NESTE DIA 2, HÁ 50 ANOS, FOI APROVADA A LEI MAIS IMPORTANTE DO PAÍS
O STAL evoca o meio século da Lei Fundamental como a consagração maior das conquistas da Revolução de Abril, reflectindo a vontade de um Povo que rompeu com 48 anos de uma brutal ditadura fascista!
A sessão plenária de 2 de Abril de 1976 durou das 09h45 às 22h50 (segundo os diários da Assembleia Constituinte), com o “chumbo” do CDS a quebrar a unanimidade dos votos favoráveis dos restantes partidos (PCP, PS, PPD, MDP/CDE, UDP e ADIM), tendo a Constituição entrado em vigor a 25 de Abril de 1976, instaurando princípios basilares do actual regime democrático, fundado na Liberdade, na Igualdade e na Justiça Social.
«Que saibamos ser dignos de nós próprios, dotando a Pátria com uma Constituição que, na sua essência, consiga resistir à prova do tempo», apelou Henrique de Barros, presidente da Assembleia Constituinte (em 2 de Junho de 1975), aos deputados eleitos nas primeiras eleições livres em Portugal, no início do processo de elaboração da mais importante lei do País, que se prolongou por 132 sessões plenárias e 327 sessões das 12 comissões especiais então constituídas.
Meio século depois, os direitos nela consagrados – trabalho com dignidade, estabilidade no emprego, contratação colectiva, greve e Serviços Públicos universais e de qualidade – continuam a ser essenciais à coesão social e ao desenvolvimento do País.
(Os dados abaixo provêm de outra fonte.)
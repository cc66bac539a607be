//! Efficient MAC address type for Bluetooth devices.
//!
//! Device identity throughout the crate, independent of the scanner backend.

use serde::{Serialize, Serializer};
use std::fmt;
use std::str::FromStr;
use thiserror::Error;

/// A Bluetooth MAC address stored as a compact 6-byte array.
///
/// Used as the per-device key for coordinators, config entries and the
/// throttle. Displays and serializes as `AA:BB:CC:DD:EE:FF`.
#[derive(Debug, Clone, Copy, PartialEq, Eq, PartialOrd, Ord, Hash, Default)]
pub struct MacAddress(pub [u8; 6]);

impl MacAddress {
    /// The last two bytes as hex, e.g. `EEFF`, used in default device names.
    pub fn short_id(&self) -> String {
        format!("{:02X}{:02X}", self.0[4], self.0[5])
    }
}

impl fmt::Display for MacAddress {
    fn fmt(&self, f: &mut fmt::Formatter<'_>) -> fmt::Result {
        write!(
            f,
            "{:02X}:{:02X}:{:02X}:{:02X}:{:02X}:{:02X}",
            self.0[0], self.0[1], self.0[2], self.0[3], self.0[4], self.0[5]
        )
    }
}

/// Errors returned when parsing a MAC address string.
#[derive(Error, Debug, PartialEq)]
pub enum ParseMacError {
    #[error("invalid MAC address: expected 6 octets, got {0}")]
    OctetCount(usize),
    #[error("invalid MAC address: octet '{0}' is not two hex digits")]
    InvalidOctet(String),
}

impl FromStr for MacAddress {
    type Err = ParseMacError;

    /// Parses `AA:BB:CC:DD:EE:FF`, case-insensitive.
    fn from_str(s: &str) -> Result<Self, Self::Err> {
        let octets: Vec<&str> = s.split(':').collect();
        let Ok(parts) = <[&str; 6]>::try_from(octets.as_slice()) else {
            return Err(ParseMacError::OctetCount(octets.len()));
        };

        let mut bytes = [0u8; 6];
        for (byte, octet) in bytes.iter_mut().zip(parts) {
            if octet.len() != 2 {
                return Err(ParseMacError::InvalidOctet(octet.to_string()));
            }
            *byte = u8::from_str_radix(octet, 16)
                .map_err(|_| ParseMacError::InvalidOctet(octet.to_string()))?;
        }

        Ok(MacAddress(bytes))
    }
}

impl Serialize for MacAddress {
    fn serialize<S: Serializer>(&self, serializer: S) -> Result<S::Ok, S::Error> {
        serializer.collect_str(self)
    }
}

impl From<[u8; 6]> for MacAddress {
    fn from(bytes: [u8; 6]) -> Self {
        Self(bytes)
    }
}

#[cfg(feature = "bluer")]
impl From<bluer::Address> for MacAddress {
    fn from(addr: bluer::Address) -> Self {
        Self(addr.0)
    }
}

#[cfg(feature = "bluer")]
impl From<MacAddress> for bluer::Address {
    fn from(addr: MacAddress) -> Self {
        bluer::Address(addr.0)
    }
}
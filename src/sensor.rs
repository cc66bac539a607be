//! RuuviTag sensor entities.
//!
//! A fixed table decides which measurement kinds become entities. Kinds the
//! table does not list still have their values recorded but never get an
//! entity.

use crate::entity::{SensorEntityDescription, StateClass};
use crate::mac_address::MacAddress;
use crate::passive::{
    ConfigEntry, DeviceInfo, PassiveBluetoothDataProcessor, PassiveBluetoothDataUpdate,
    PassiveBluetoothEntityKey, PassiveBluetoothProcessorCoordinator, ProcessorHandle,
    sensor_device_info_to_device_info,
};
use crate::sensor_data::{
    DeviceKey, NativeValue, SensorDescription, SensorDeviceClass, SensorUpdate, Units,
};
use std::sync::Arc;

pub const TEMP_CELSIUS: &str = "°C";
pub const PERCENTAGE: &str = "%";
pub const PRESSURE_HPA: &str = "hPa";
pub const ELECTRIC_POTENTIAL_MILLIVOLT: &str = "mV";
pub const SIGNAL_STRENGTH_DECIBELS_MILLIWATT: &str = "dBm";

/// Lookup key into [`SENSOR_DESCRIPTIONS`].
pub type SensorKey = (SensorDeviceClass, Option<Units>);

/// Supported measurement kinds and the entity each one becomes.
pub static SENSOR_DESCRIPTIONS: [(SensorKey, SensorEntityDescription); 6] = [
    (
        (SensorDeviceClass::Temperature, Some(Units::TempCelsius)),
        SensorEntityDescription {
            key: "temperature_°C",
            device_class: Some(SensorDeviceClass::Temperature),
            native_unit_of_measurement: Some(TEMP_CELSIUS),
            state_class: Some(StateClass::Measurement),
            entity_registry_enabled_default: true,
        },
    ),
    (
        (SensorDeviceClass::Humidity, Some(Units::Percentage)),
        SensorEntityDescription {
            key: "humidity_%",
            device_class: Some(SensorDeviceClass::Humidity),
            native_unit_of_measurement: Some(PERCENTAGE),
            state_class: Some(StateClass::Measurement),
            entity_registry_enabled_default: true,
        },
    ),
    (
        (SensorDeviceClass::Pressure, Some(Units::PressureHpa)),
        SensorEntityDescription {
            key: "pressure_hPa",
            device_class: Some(SensorDeviceClass::Pressure),
            native_unit_of_measurement: Some(PRESSURE_HPA),
            state_class: Some(StateClass::Measurement),
            entity_registry_enabled_default: true,
        },
    ),
    (
        (
            SensorDeviceClass::Voltage,
            Some(Units::ElectricPotentialMillivolt),
        ),
        SensorEntityDescription {
            key: "voltage_mV",
            device_class: Some(SensorDeviceClass::Voltage),
            native_unit_of_measurement: Some(ELECTRIC_POTENTIAL_MILLIVOLT),
            state_class: Some(StateClass::Measurement),
            entity_registry_enabled_default: true,
        },
    ),
    (
        (
            SensorDeviceClass::SignalStrength,
            Some(Units::SignalStrengthDecibelsMilliwatt),
        ),
        SensorEntityDescription {
            key: "signal_strength_dBm",
            device_class: Some(SensorDeviceClass::SignalStrength),
            native_unit_of_measurement: Some(SIGNAL_STRENGTH_DECIBELS_MILLIWATT),
            state_class: Some(StateClass::Measurement),
            entity_registry_enabled_default: false,
        },
    ),
    (
        (SensorDeviceClass::Count, None),
        SensorEntityDescription {
            key: "movement_counter",
            device_class: Some(SensorDeviceClass::Count),
            native_unit_of_measurement: None,
            state_class: Some(StateClass::Measurement),
            entity_registry_enabled_default: false,
        },
    ),
];

/// Entity description for a measurement kind, if the kind is supported.
pub fn sensor_description(key: &SensorKey) -> Option<&'static SensorEntityDescription> {
    SENSOR_DESCRIPTIONS
        .iter()
        .find(|(table_key, _)| table_key == key)
        .map(|(_, description)| description)
}

fn device_key_to_bluetooth_entity_key(device_key: &DeviceKey) -> PassiveBluetoothEntityKey {
    PassiveBluetoothEntityKey::from(device_key)
}

/// Parsers always set a device class; a description without one has no
/// table entry.
fn to_sensor_key(description: &SensorDescription) -> Option<SensorKey> {
    debug_assert!(
        description.device_class.is_some(),
        "sensor description {:?} has no device class",
        description.device_key
    );
    description
        .device_class
        .map(|device_class| (device_class, description.native_unit_of_measurement))
}

/// Convert a parser update into an entity-level update.
pub fn sensor_update_to_bluetooth_data_update(
    sensor_update: &SensorUpdate,
) -> PassiveBluetoothDataUpdate<NativeValue> {
    let entity_descriptions = sensor_update
        .entity_descriptions
        .iter()
        .filter_map(|(device_key, description)| {
            let sensor_key = to_sensor_key(description)?;
            match sensor_description(&sensor_key) {
                Some(entity_description) => Some((
                    device_key_to_bluetooth_entity_key(device_key),
                    *entity_description,
                )),
                None => {
                    tracing::trace!(key = %device_key.key, "measurement kind has no entity");
                    None
                }
            }
        })
        .collect();

    PassiveBluetoothDataUpdate {
        devices: sensor_update
            .devices
            .iter()
            .map(|(device_id, device_info)| {
                (device_id.clone(), sensor_device_info_to_device_info(device_info))
            })
            .collect(),
        entity_descriptions,
        entity_data: sensor_update
            .entity_values
            .iter()
            .map(|(device_key, value)| {
                (device_key_to_bluetooth_entity_key(device_key), value.native_value)
            })
            .collect(),
        entity_names: sensor_update
            .entity_values
            .iter()
            .map(|(device_key, value)| {
                (device_key_to_bluetooth_entity_key(device_key), value.name.clone())
            })
            .collect(),
    }
}

/// Set up RuuviTag sensor entities for a configured device.
///
/// New entities are passed to `add_entities` as their measurements first
/// appear. Unloading `entry` detaches both the entity listener and the
/// processor.
pub fn setup_entry<A>(
    coordinator: &PassiveBluetoothProcessorCoordinator,
    entry: &mut ConfigEntry,
    add_entities: A,
) where
    A: FnMut(Vec<RuuvitagBluetoothSensorEntity>) + Send + 'static,
{
    let address = coordinator.address();
    let processor = Arc::new(PassiveBluetoothDataProcessor::new(
        sensor_update_to_bluetooth_data_update,
    ));

    entry.on_unload(processor.add_entities_listener(
        move |processor, entity_key, entity_description| {
            RuuvitagBluetoothSensorEntity::new(processor, address, entity_key, entity_description)
        },
        add_entities,
    ));
    entry.on_unload(coordinator.register_processor(processor));

    tracing::info!(entry_id = %entry.entry_id, title = %entry.title, "sensor platform set up");
}

/// A RuuviTag BLE sensor.
#[derive(Debug, Clone)]
pub struct RuuvitagBluetoothSensorEntity {
    processor: ProcessorHandle<NativeValue>,
    entity_key: PassiveBluetoothEntityKey,
    entity_description: SensorEntityDescription,
    unique_id: String,
}

impl RuuvitagBluetoothSensorEntity {
    pub fn new(
        processor: ProcessorHandle<NativeValue>,
        address: MacAddress,
        entity_key: PassiveBluetoothEntityKey,
        entity_description: SensorEntityDescription,
    ) -> Self {
        let unique_id = match &entity_key.device_id {
            Some(device_id) => format!("{address}-{}-{device_id}", entity_key.key),
            None => format!("{address}-{}", entity_key.key),
        };
        Self {
            processor,
            entity_key,
            entity_description,
            unique_id,
        }
    }

    /// Latest value for this entity, or `None` before the first one arrives.
    pub fn native_value(&self) -> Option<NativeValue> {
        self.processor.entity_data(&self.entity_key)
    }

    pub fn entity_key(&self) -> &PassiveBluetoothEntityKey {
        &self.entity_key
    }

    pub fn entity_description(&self) -> &SensorEntityDescription {
        &self.entity_description
    }

    pub fn unique_id(&self) -> &str {
        &self.unique_id
    }

    pub fn name(&self) -> String {
        self.processor
            .entity_name(&self.entity_key)
            .unwrap_or_else(|| self.entity_key.key.clone())
    }

    pub fn device_info(&self) -> Option<DeviceInfo> {
        self.processor.device_info(&self.entity_key.device_id)
    }

    pub fn available(&self) -> bool {
        self.processor.last_update_success() && self.native_value().is_some()
    }
}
POR UM PAÍS MAIS LIVRE, MAIS JUSTO E MAIS FRATERNO
Do seu preâmbulo consta que «o Movimento das Forças Armadas, coroando a longa resistência do povo português e interpretando os seus sentimentos profundos, derrubou o regime fascista» e estabelece como objectivo «assegurar o primado do Estado de Direito democrático e abrir caminho para uma sociedade socialista, no respeito da vontade do povo português, tendo em vista a construção de um País mais livre, mais justo e mais fraterno».
Contudo, a actual realidade política revela uma ameaça directa a direitos duramente conquistados. O que – somando-se ao aumento do custo de vida, à persistência dos baixos salários e à degradação de condições de trabalho – exige uma resposta urgente e firme de todos nós.
Também o reforço das forças de direita e da extrema-direita, e das agendas conservadoras e liberais, coloca novos riscos ao modelo social consagrado na Constituição, com os discursos que desvalorizam o papel do Estado, promovem privatizações e relativizam direitos laborais a representarem uma clara tentativa de reversão do ideário e dos valores de Abril.
Mas, quem trabalha, e com o seu trabalho garante o funcionamento do País, tem direito a viver com direitos e com dignidade!
LUTA CONTRA O “PACOTE LABORAL” E O EMPOBRECIMENTO!
O actual contexto político demonstra, uma vez mais, a centralidade da luta dos trabalhadores na defesa dos seus direitos e contra o empobrecimento de quem trabalha ou trabalhou.
Sem a grande mobilização e uma forte resposta de todos nós, o governo PSD-CDS, com o apoio do CH e da IL, já teria avançado com o “pacote laboral”, cumprindo assim os compromissos assumidos com os patrões.
Os trabalhadores exigem a implementação imediata de medidas que invertam o actual caminho e já rejeitaram as alterações à legislação laboral, exigindo ainda a revogação das normas gravosas que já hoje a legislação contém.
O STAL reafirma o seu compromisso com todos os trabalhadores da Administração Local e sector empresarial: estaremos na rua, nos locais de trabalho e nas instituições a defender as conquistas de Abril e a exigir o que ainda falta cumprir.
Com unidade, determinação e luta, os trabalhadores saberão erguer-se em defesa da Constituição, dos seus direitos e de um futuro mais digno e solidário para todos.